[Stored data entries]

==================================================

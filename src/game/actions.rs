//! Player-facing round operations: deal, hit, stand, split, double.
//!
//! Every operation is phase-guarded. A structurally invalid call inside
//! the right phase (doubling a three-card hand, splitting unequal ranks)
//! is a business no-op: the unchanged snapshot comes back, with no event
//! and no error.

use std::sync::Arc;

use tracing::debug;

use crate::error::GameError;
use crate::hand::Hand;

use super::{Game, Phase, Snapshot};

impl Game {
    /// Deals the initial four cards, alternating player, dealer, player,
    /// dealer. A natural player blackjack completes the hand immediately.
    ///
    /// # Errors
    ///
    /// Returns a phase error unless the round is [`Phase::NotStarted`]
    /// (dealing twice without a new round fails), or a source error if
    /// the shoe's refill fails.
    pub async fn deal_initial(&mut self) -> Result<Snapshot, GameError> {
        self.require_phase("deal_initial", &[Phase::NotStarted])?;

        if self.ctx.player_hands.is_empty() {
            self.ctx.player_hands.push(Hand::new());
        }

        let shoe = Arc::clone(&self.shoe);
        let cards = shoe.draw(4).await?;

        // Nothing is mutated until the draw resolves; a cancelled draw
        // leaves the round untouched.
        let mut cards = cards.into_iter();
        for i in 0..4 {
            let Some(card) = cards.next() else { break };
            if i % 2 == 0 {
                self.ctx.player_hands[0].add_card(card)?;
            } else {
                self.ctx.dealer_hand.add_card(card)?;
            }
        }

        let eval = self.ctx.player_hands[0].evaluation();
        if eval.is_blackjack {
            self.ctx.player_hands[0].mark_completed();
            self.ctx.events.push("Player blackjack!".to_owned());
        }
        self.ctx.phase = Phase::PlayerActing;
        debug!(player_total = eval.total, "initial deal complete");
        Ok(self.snapshot())
    }

    /// Draws one card for the active hand.
    ///
    /// Bust or 21 completes the hand; completed hands advance the active
    /// index, and an all-bust board settles the round without dealer play.
    /// No-op when the active index is past the end or the hand is already
    /// completed. A zero-card draw from an exhausted source is tolerated
    /// as a no-op draw.
    ///
    /// # Errors
    ///
    /// Returns a phase error unless the round is [`Phase::PlayerActing`],
    /// or a source error if the shoe's refill fails.
    pub async fn hit(&mut self) -> Result<Snapshot, GameError> {
        self.require_phase("hit", &[Phase::PlayerActing])?;

        let Some(hand) = self.ctx.player_hands.get(self.ctx.active_hand_index) else {
            return Ok(self.snapshot());
        };
        if hand.is_completed() {
            return Ok(self.snapshot());
        }

        let shoe = Arc::clone(&self.shoe);
        let drawn = shoe.draw(1).await?;

        let hand = &mut self.ctx.player_hands[self.ctx.active_hand_index];
        if let Some(card) = drawn.first().copied() {
            hand.add_card(card)?;
        }
        let eval = hand.evaluation();
        if eval.is_bust || eval.is_blackjack {
            hand.mark_completed();
            self.ctx.events.push(
                if eval.is_bust {
                    "Hand bust"
                } else {
                    "Hand blackjack"
                }
                .to_owned(),
            );
        }

        self.advance_active_hand();
        self.maybe_auto_settle_on_all_bust();
        Ok(self.snapshot())
    }

    /// Stands the active hand.
    ///
    /// # Errors
    ///
    /// Returns a phase error unless the round is [`Phase::PlayerActing`].
    pub fn stand(&mut self) -> Result<Snapshot, crate::error::PhaseError> {
        self.require_phase("stand", &[Phase::PlayerActing])?;

        let Some(hand) = self.ctx.player_hands.get_mut(self.ctx.active_hand_index) else {
            return Ok(self.snapshot());
        };
        hand.mark_completed();
        self.ctx.events.push("Stand".to_owned());

        self.advance_active_hand();
        self.maybe_auto_settle_on_all_bust();
        Ok(self.snapshot())
    }

    /// Splits the active hand's pair into two split-child hands.
    ///
    /// Each child keeps one card of the pair and draws one fresh card; the
    /// pair hand is replaced in place and the active index stays on the
    /// first child. No-op unless the hand is exactly two cards of equal
    /// rank.
    ///
    /// # Errors
    ///
    /// Returns a phase error unless the round is [`Phase::PlayerActing`],
    /// or a source error if the shoe's refill fails.
    pub async fn split(&mut self) -> Result<Snapshot, GameError> {
        self.require_phase("split", &[Phase::PlayerActing])?;

        let index = self.ctx.active_hand_index;
        let Some(hand) = self.ctx.player_hands.get(index) else {
            return Ok(self.snapshot());
        };
        if hand.is_completed() || !hand.is_pair() {
            return Ok(self.snapshot());
        }
        let first = hand.cards()[0];
        let second = hand.cards()[1];

        let shoe = Arc::clone(&self.shoe);
        let draws = shoe.draw(2).await?;

        let mut left = Hand::split_child(first);
        let mut right = Hand::split_child(second);
        if let Some(card) = draws.first().copied() {
            left.add_card(card)?;
        }
        if let Some(card) = draws.get(1).copied() {
            right.add_card(card)?;
        }

        self.ctx.player_hands.remove(index);
        self.ctx.player_hands.insert(index, right);
        self.ctx.player_hands.insert(index, left);
        self.ctx.events.push("Split pair".to_owned());
        debug!(hands = self.ctx.player_hands.len(), "pair split");
        Ok(self.snapshot())
    }

    /// Doubles down on the active hand: one card, doubled bet, completed.
    ///
    /// The effective bet becomes twice the round's base bet, applied at
    /// most once per hand. No-op unless the hand holds exactly its
    /// original two cards and has not already doubled.
    ///
    /// # Errors
    ///
    /// Returns a phase error unless the round is [`Phase::PlayerActing`],
    /// or a source error if the shoe's refill fails.
    pub async fn double(&mut self) -> Result<Snapshot, GameError> {
        self.require_phase("double", &[Phase::PlayerActing])?;

        let index = self.ctx.active_hand_index;
        let Some(hand) = self.ctx.player_hands.get(index) else {
            return Ok(self.snapshot());
        };
        if hand.is_completed() || hand.len() != 2 || hand.has_doubled() {
            return Ok(self.snapshot());
        }

        let shoe = Arc::clone(&self.shoe);
        let drawn = shoe.draw(1).await?;

        let hand = &mut self.ctx.player_hands[index];
        hand.mark_doubled();
        if let Some(card) = drawn.first().copied() {
            hand.add_card(card)?;
        }
        hand.mark_completed();
        self.ctx.events.push("Double down".to_owned());

        self.advance_active_hand();
        self.maybe_auto_settle_on_all_bust();
        Ok(self.snapshot())
    }
}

==================================================

- [YOUR GOAL]
Read through the data and copy every line where "insert" shows up.

- [RESPONSE]
        self.ctx.player_hands.insert(index, right);
        self.ctx.player_hands.insert(index, left);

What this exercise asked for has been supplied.